JuliaApproximation / SingularIntegrals.jl

A Julia package for computing singular integrals
MIT License
6 stars 4 forks source link

Definition of `stieltjes`? #39

Open putianyi889 opened 7 months ago

putianyi889 commented 7 months ago

The transform is defined on $\mathbb{R}$ and in terms of quasimatrices it's an $\mathbb{R}\times I$ kernel multiplied by an $I\times\mathbb{N}$ basis, so the result should be an $\mathbb{R}\times\mathbb{N}$ basis.

dlfivefifty commented 6 months ago

When you use the full broadcast notation it's clear what the domain is:

W = Weighted(ChebyshevT())
x = axes(W,1)
S = inv.(x .- x') * W
@test axes(S) == (Inclusion(-1..1), 1:∞)

So I guess you are referring to the behaviour of stieltjes(W)? I think the convention is that it evaluates on the domain axes(W,1).

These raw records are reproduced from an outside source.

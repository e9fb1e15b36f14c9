//! Defines application-specific error types.
//!
//! This module provides the `Error` enum, which categorizes the failures that
//! can occur during a comparison run, offering more context than generic I/O
//! or `anyhow` errors. Per-file read failures are deliberately *not* part of
//! this enum: they are captured inside `ProcessResult` so that one bad file
//! never aborts a whole strategy run.

use thiserror::Error;

/// Convenience alias used throughout the library.
pub type Result<T, E = Error> = std::result::Result<T, E>;

/// Categorized errors surfaced by the benchmark harness.
#[derive(Error, Debug)]
pub enum Error {
    /// Error occurring while creating or writing the workspace or its log.
    /// Fatal to the whole comparison run.
    #[error("I/O error accessing path '{path}': {source}")]
    Io {
        /// The path that caused the I/O error.
        path: String, // Use String to avoid lifetime issues if PathBuf is dropped
        /// The underlying `std::io::Error`.
        #[source]
        source: std::io::Error,
    },

    /// Generic error related to invalid configuration settings or combinations.
    /// Often used when validation fails after initial parsing.
    #[error("Invalid configuration: {0}")]
    Config(String),

    /// A strategy's scheduling mechanism itself failed to come up (e.g., the
    /// worker pool could not be created). Fatal to that strategy's report
    /// only; the remaining strategies still run.
    #[error("{strategy} strategy failed to start: {reason}")]
    Strategy {
        /// Name of the strategy whose scheduler failed.
        strategy: &'static str,
        /// Human-readable cause.
        reason: String,
    },

    /// The operation was cancelled by the user (e.g., Ctrl+C).
    #[error("Operation cancelled by user (Ctrl+C)")]
    Interrupted,
}

/// Helper function to create an `Error::Io` with path context.
///
/// # Arguments
/// * `source` - The original `std::io::Error`.
/// * `path` - The path associated with the error, convertible to `AsRef<std::path::Path>`.
pub fn io_error_with_path<P: AsRef<std::path::Path>>(source: std::io::Error, path: P) -> Error {
    Error::Io {
        path: path.as_ref().display().to_string(),
        source,
    }
}
//! Sequential driver: the baseline discipline.
//!
//! Files are processed one at a time, in workspace order, on the calling
//! thread. The result for file *i* is folded into the aggregator before the
//! read of file *i+1* begins.

use crate::aggregate::Aggregator;
use crate::errors::{Error, Result};
use crate::processor::process_file;
use crate::progress::ProgressReporter;
use crate::shutdown::CancellationToken;
use crate::workspace::Workspace;

pub(super) fn run(
    workspace: &Workspace,
    aggregator: &Aggregator,
    token: &CancellationToken,
    progress: &dyn ProgressReporter,
) -> Result<()> {
    for handle in workspace.handles() {
        if token.is_cancelled() {
            return Err(Error::Interrupted);
        }
        let result = process_file(handle);
        aggregator.append("main", &result);
        aggregator.fold(&result);
        progress.file_processed();
    }
    Ok(())
}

This may also be true for complex supported domains but I've just realised if I write

Γ = somecomplexcontour
W = Weighted(chebyshevt(Γ))
z = axes(W,1)
S = inv.(z .- z') * W

The definition follows from the definition of the adjoint/inner product. Which would only sensibly be the $\int_Γ \bar f(z) g(z) ds$ where we would also want a version with $dz$. Probably we would use stieltjes to mean the latter and cauchy (with the $1/(2πi)$ to mean the former.

If you indeed want the whole real line we can support the syntax

W = Weighted(ChebyshevT())
x = Inclusion(ℝ)
t = axes(W,1)
S = inv.(x .- t') * W
@test axes(S) == (x, 1:∞)

which could lower to a call steiltjes(W, ℝ). Would take some thought how to implement this.